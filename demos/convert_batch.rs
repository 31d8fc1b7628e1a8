//! Minimal CLI that converts a batch of PDFs and reports the result sizes.
//!
//! Usage:
//!   cargo run --example convert_batch -- paper.pdf
//!   cargo run --example convert_batch -- a.pdf b.pdf c.pdf

use extracttextpdf::convert_batch;
use std::{env, process};

fn main() {
    let args: Vec<String> = env::args().collect();

    if args.len() < 2 {
        eprintln!("Usage: {} <pdf_file>...", args[0]);
        process::exit(1);
    }

    let paths = &args[1..];
    println!("Converting {} file(s)", paths.len());

    let texts = convert_batch(paths).unwrap_or_else(|e| {
        eprintln!("Conversion failed: {e}");
        process::exit(1);
    });

    for (path, text) in paths.iter().zip(&texts) {
        println!("✓ {path}: {} characters", text.len());

        // Show the first line as a sanity check.
        if let Some(first_line) = text.lines().find(|l| !l.trim().is_empty()) {
            println!("    {first_line}");
        }
    }
}
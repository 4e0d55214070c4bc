//! Safe-zone predicates
//!
//! Pure containment tests over a per-tick snapshot of the shrinking circle.
//! A radius below the smallest representable step means "no circle", and
//! every predicate then answers true.

use crate::bots::state::BotState;
use crate::game::constants::zone::{SHRINKING_SPARE_SPACE, STATIC_SPARE_SPACE};
use crate::game::world::World;
use crate::util::fixed::Fp;
use crate::util::vec2::Vec2;

/// Circle state shared by every bot during one tick
#[derive(Debug, Clone, Copy, PartialEq, Eq, Default)]
pub struct ZoneContext {
    /// Current (moving) circle
    pub center: Vec2,
    pub radius: Fp,
    pub is_shrinking: bool,
    /// Where the circle ends up after the current stage
    pub target_center: Vec2,
    pub target_radius: Fp,
    pub time_to_shrink: Fp,
}

impl ZoneContext {
    pub fn from_world(world: &World) -> Self {
        let Some(circle) = world.circle.as_ref() else {
            return Self::default();
        };
        let (center, radius) = circle.moving_circle(world.time);
        Self {
            center,
            radius,
            is_shrinking: circle.is_shrinking(world.time),
            target_center: circle.target_center,
            target_radius: circle.target_radius,
            time_to_shrink: circle.time_to_shrink(world.time),
        }
    }

    #[inline]
    pub fn has_circle(&self) -> bool {
        self.radius >= Fp::EPSILON
    }
}

/// Plain containment
pub fn is_in_circle(center: Vec2, radius: Fp, point: Vec2) -> bool {
    if radius < Fp::EPSILON {
        return true;
    }
    point.distance_sq_to(center) <= radius * radius
}

/// Containment with a margin, wider while the circle shrinks
pub fn is_in_circle_with_spare_space(center: Vec2, radius: Fp, is_shrinking: bool, point: Vec2) -> bool {
    if radius < Fp::EPSILON {
        return true;
    }
    let distance_sq = point.distance_sq_to(center);
    let factor = if is_shrinking { SHRINKING_SPARE_SPACE } else { STATIC_SPARE_SPACE };
    distance_sq <= radius * radius * factor
}

/// True while the bot can stay at `point` without fleeing
pub fn is_position_safe(zone: &ZoneContext, bot: &BotState, point: Vec2) -> bool {
    if !zone.has_circle() || zone.target_radius < Fp::EPSILON {
        return true;
    }
    if is_in_circle(zone.target_center, zone.target_radius, point) {
        return true;
    }
    !zone.is_shrinking && zone.time_to_shrink > bot.time_start_running_from_circle
}

/// Pickup eligibility: inside the current circle with margin, and safe
pub fn is_pickup_position_safe(zone: &ZoneContext, bot: &BotState, point: Vec2) -> bool {
    is_in_circle_with_spare_space(zone.center, zone.radius, zone.is_shrinking, point)
        && is_position_safe(zone, bot, point)
}
//! Movement decisions
//!
//! Every move goes through `move_to_location` or `move_to_entity`, which
//! talk to the navigator and keep the bot's move target, pickup claim and
//! decision timer in step.

use crate::bot_trace;
use crate::bots::state::{BotState, MoveTarget, MovementType};
use crate::bots::system::BotAction;
use crate::bots::zone::{is_in_circle, is_in_circle_with_spare_space};
use crate::bots::BotCtx;
use crate::game::constants::revive::{
    KNOCKED_OUT_FOLLOW_DISTANCE, KNOCKED_OUT_MAX_DISTANCE_SQR, MAX_DISTANCE_TO_TRY_TO_REVIVE_SQR,
    REVIVE_APPROACH_OVERSHOOT,
};
use crate::game::constants::zone::*;
use crate::game::entity::EntityHandle;
use crate::util::fixed::Fp;
use crate::util::vec2::Vec2;

/// Path to a fixed point; false if the navigator rejects it
pub fn move_to_location(ctx: &mut BotCtx, bot: &mut BotState, point: Vec2, movement: MovementType) -> bool {
    if !ctx.nav.set_target(ctx.world, ctx.entity, point) {
        return false;
    }
    let previous = bot.move_target.take();
    ctx.world.release_claim(ctx.entity, previous);
    let (now, position) = (ctx.now(), ctx.position());
    bot.set_has_waypoint(now, MoveTarget::Location(point), position, movement);
    true
}

/// Path to a pickup and reserve it
pub fn move_to_entity(ctx: &mut BotCtx, bot: &mut BotState, item: EntityHandle) -> bool {
    let Some(point) = ctx.world.position(item) else {
        return false;
    };
    if !ctx.nav.set_target(ctx.world, ctx.entity, point) {
        return false;
    }
    let previous = bot.move_target.take();
    if previous != Some(MoveTarget::Entity(item)) {
        ctx.world.release_claim(ctx.entity, previous);
    }
    let (now, position) = (ctx.now(), ctx.position());
    bot.set_has_waypoint(now, MoveTarget::Entity(item), position, MovementType::Collect);
    ctx.world.claim(ctx.entity, item);
    true
}

/// Forget the move target and release its claim
pub fn clear_move_target(ctx: &mut BotCtx, bot: &mut BotState) {
    let previous = bot.reset_target_waypoint(ctx.now());
    ctx.world.release_claim(ctx.entity, previous);
}

/// Drop a move target whose entity no longer exists
pub fn clean_destroyed_move_target(ctx: &mut BotCtx, bot: &mut BotState) -> bool {
    let Some(item) = bot.move_target_entity() else {
        return false;
    };
    if ctx.world.collectable(item).is_some() {
        return false;
    }
    clear_move_target(ctx, bot);
    ctx.nav.stop(ctx.world, ctx.entity, true);
    ctx.record(BotAction::MoveTargetLost);
    true
}

/// Track the nearest living teammate, preferring those still standing
pub fn check_on_teammates(ctx: &mut BotCtx, bot: &mut BotState) {
    let Some(team) = ctx.world.team_of(ctx.entity) else {
        return;
    };
    let position = ctx.position();
    let mut nearest: Option<(EntityHandle, (bool, Fp))> = None;
    for mate in ctx.world.team_members(team, ctx.entity) {
        let Some(character) = ctx.world.character(mate).filter(|c| c.alive) else {
            continue;
        };
        let Some(mate_position) = ctx.world.position(mate) else {
            continue;
        };
        let rank = (character.is_knocked_out(), position.distance_sq_to(mate_position));
        if nearest.map_or(true, |(_, best)| rank < best) {
            nearest = Some((mate, rank));
        }
    }

    bot.random_teammate = nearest.map(|(mate, _)| mate);
    if nearest.is_none() {
        bot.team_size = 1;
    }
}

/// What a bot does about a knocked-out teammate
#[derive(Debug, Clone, Copy, PartialEq, Eq)]
pub enum ReviveStep {
    /// Already reviving; hold still until done
    Reviving(EntityHandle),
    /// Walking over to revive
    GoTo(EntityHandle, Vec2),
}

/// Head for a knocked-out teammate nobody is reviving yet
///
/// Teammates outside the current circle or beyond revive distance are left
/// alone. The path aims slightly past the teammate so the bot ends up
/// standing on them.
pub fn try_go_revive_teammate(ctx: &mut BotCtx, bot: &mut BotState) -> Option<ReviveStep> {
    let team = ctx.world.team_of(ctx.entity)?;
    let position = ctx.position();
    let now = ctx.now();
    for mate in ctx.world.team_members(team, ctx.entity) {
        let Some(knocked) = ctx.world.character(mate).filter(|c| c.alive).and_then(|c| c.knocked_out.as_ref()) else {
            continue;
        };
        if knocked.revivers.contains(&ctx.entity) {
            bot.set_next_decision_delay(now, bot.decision_interval);
            return Some(ReviveStep::Reviving(mate));
        }
        if !knocked.revivers.is_empty() {
            continue;
        }
        let Some(mate_position) = ctx.world.position(mate) else {
            continue;
        };
        if !is_in_circle(ctx.zone.center, ctx.zone.radius, mate_position) {
            continue;
        }
        let offset = mate_position - position;
        if offset.length_sq() > MAX_DISTANCE_TO_TRY_TO_REVIVE_SQR {
            continue;
        }

        let point = mate_position + offset.normalize() * REVIVE_APPROACH_OVERSHOOT;
        bot.set_next_decision_delay(now, bot.decision_interval);
        if move_to_location(ctx, bot, point, MovementType::GoCloserToTeammate) {
            bot_trace!(bot = %ctx.entity, mate = %mate, "go revive teammate");
            return Some(ReviveStep::GoTo(mate, point));
        }
    }
    None
}

/// Head for a point inside the given circle
///
/// The point lies on the centre-to-bot ray at `R * (0.5 ± 0.33)`, or at the
/// centre itself when the bot stands on it. Returns the destination.
pub fn try_go_to_safe_area(ctx: &mut BotCtx, bot: &mut BotState, center: Vec2, radius: Fp) -> Option<Vec2> {
    if radius < Fp::EPSILON {
        return None;
    }
    if bot.movement_type == MovementType::GoToSafeArea && ctx.nav.is_active(ctx.entity) {
        if let Some(MoveTarget::Location(point)) = bot.move_target {
            return Some(point);
        }
    }

    let ray = (ctx.position() - center).normalize();
    let jitter = ctx.rng.range_fp_inclusive(-SAFE_AREA_RANGE_JITTER, SAFE_AREA_RANGE_JITTER);
    let point = if ray.is_zero() { center } else { center + ray * (radius * (SAFE_AREA_RANGE_BASE + jitter)) };

    if move_to_location(ctx, bot, point, MovementType::GoToSafeArea) {
        bot_trace!(bot = %ctx.entity, x = %point.x, y = %point.y, "go to safe area");
        return Some(point);
    }
    if point != center && move_to_location(ctx, bot, center, MovementType::GoToSafeArea) {
        return Some(center);
    }
    None
}

/// Roam to a random point inside the current circle
///
/// The bearing is the bot's current bearing from the centre, offset by
/// 0.20 to 0.75 radians in its wander direction. Without a circle the bot
/// roams around its own position.
pub fn wander_inside_circle(ctx: &mut BotCtx, bot: &mut BotState) -> Option<Vec2> {
    let position = ctx.position();
    let (center, radius, bearing) = if ctx.zone.has_circle() {
        (ctx.zone.center, ctx.zone.radius, (position - ctx.zone.center).angle())
    } else {
        (position, WANDER_RADIUS_WITHOUT_CIRCLE, ctx.rng.range_fp(Fp::ZERO, Fp::TWO_PI))
    };

    let offset = ctx.rng.range_fp(WANDER_MIN_ANGLE, WANDER_MAX_ANGLE);
    let offset = if bot.wander_direction { offset } else { -offset };
    let distance = radius * ctx.rng.range_fp(WANDER_MIN_RADIUS, WANDER_MAX_RADIUS);
    let point = center + Vec2::from_angle(bearing + offset) * distance;

    move_to_location(ctx, bot, point, MovementType::Wander).then_some(point)
}

/// Close the gap to the tracked teammate when it grows too large
///
/// A knocked-out bot (`real_close`) crawls right up to its teammate and
/// ignores the circle.
pub fn stay_close_to_teammate(ctx: &mut BotCtx, bot: &mut BotState, real_close: bool) -> Option<Vec2> {
    let mate = bot.random_teammate.filter(|m| ctx.world.is_alive(*m))?;
    let mate_position = ctx.world.position(mate)?;
    let position = ctx.position();
    let max_distance_sq = if real_close { KNOCKED_OUT_MAX_DISTANCE_SQR } else { bot.max_distance_to_teammate_sqr };
    if position.distance_sq_to(mate_position) <= max_distance_sq {
        return None;
    }

    let direction = (mate_position - position).normalize();
    let gap = if real_close { KNOCKED_OUT_FOLLOW_DISTANCE } else { TEAMMATE_FOLLOW_DISTANCE };
    let point = mate_position - direction * gap;
    if !real_close && !is_in_circle_with_spare_space(ctx.zone.center, ctx.zone.radius, ctx.zone.is_shrinking, point) {
        return None;
    }
    move_to_location(ctx, bot, point, MovementType::GoCloserToTeammate).then_some(point)
}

TASK TO COMPLETE:
Count the lines of the records that include the word "Usage". Give the number by itself.

ANSWER TO THIS EXERCISE:
2